A seventh grave has been discovered at a prehistoric burial ground being excavated on Skye (Inner Hebrides, Scotland). The discovery was made by a team of archeologists working close to Armadale pier on the Sleat peninsula.
     Six slab-lined graves and numerous cremation pits were previously unearthed on the house-building plot in October. Excavations began on a second area of the site this month after the removal of overhead power lines. The latest discovery is believed to be older than pevious graves and could date from the early Bronze Age, more than 4,000 years ago.

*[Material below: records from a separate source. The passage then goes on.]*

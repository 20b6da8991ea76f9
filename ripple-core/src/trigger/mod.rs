//! Trigger Nodes
//!
//! A trigger carries no value, only a momentary pulse. It is provoked during
//! the round in which it fires and returns to the unprovoked state when the
//! round completes. For a trigger, "changed" means "became provoked this
//! round": an unprovoked evaluation never propagates, and neither does the
//! reset.
//!
//! Construction never provokes a computed trigger. Priming only records the
//! history an edge detector needs.
//!
//! The trigger-driven value adapters ([`Toggle`], [`Counter`], [`Snapshot`])
//! also live here: they are values, but only react to pulses.

/// Implements the hooks shared by trigger kinds holding `provoked: bool`.
macro_rules! trigger_hooks {
    () => {
        fn role(&self) -> crate::graph::Role {
            crate::graph::Role::Trigger
        }

        fn output(&self) -> crate::graph::Port {
            crate::graph::Port::Trigger
        }

        fn provoked(&self) -> bool {
            self.provoked
        }

        fn reset(&mut self) {
            self.provoked = false;
        }

        fn describe_state(&self) -> String {
            crate::trigger::pulse(self.provoked).into()
        }

        crate::graph::any_accessors!();
    };
}

mod adapter;
mod change;
mod gate;
mod source;

pub use adapter::{Counter, Snapshot, Toggle};
pub use change::{Edge, EdgeDirection, OnChange, WhenTrue};
pub use gate::{Gate, GateRule, SelectTrigger};
pub use source::{ConstTrigger, InputTrigger};

/// Debug text of a pulse.
pub(crate) fn pulse(provoked: bool) -> &'static str {
    if provoked {
        "!"
    } else {
        "-"
    }
}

     The grave contained well-preserved flint arrow heads and knives, which were most likely buried with a person of high status in the community. Archaeologist Mary Peteranna said: "One of the exciting things about this burial was that it turned up below a layer of gravel which appeared to have been naturally shifted at some point in prehistory. It suggested to us that this grave could be earlier than other burials on the site. Even more amazing, the cist contained a single burial with five flint artefacts in perfect condition. Three flint arrowheads and two flint knives were placed with the body at the time of burial. Flint tools of such high quality are a rare occurrence on Skye and these suggest that this was a person of very high status."
     Much of the burial site is on a raised shingle beach overlooking the Sound of Sleat, meaning it would have been observed by sea travellers. The Bronze Age and possibly Neolithic discoveries made in October are being stored at museums in Armadale and Inverness. The discoveries have not disrupted building work on the site, where UBC Group is erecting homes on behalf of Lochalsh and Skye Housing Association.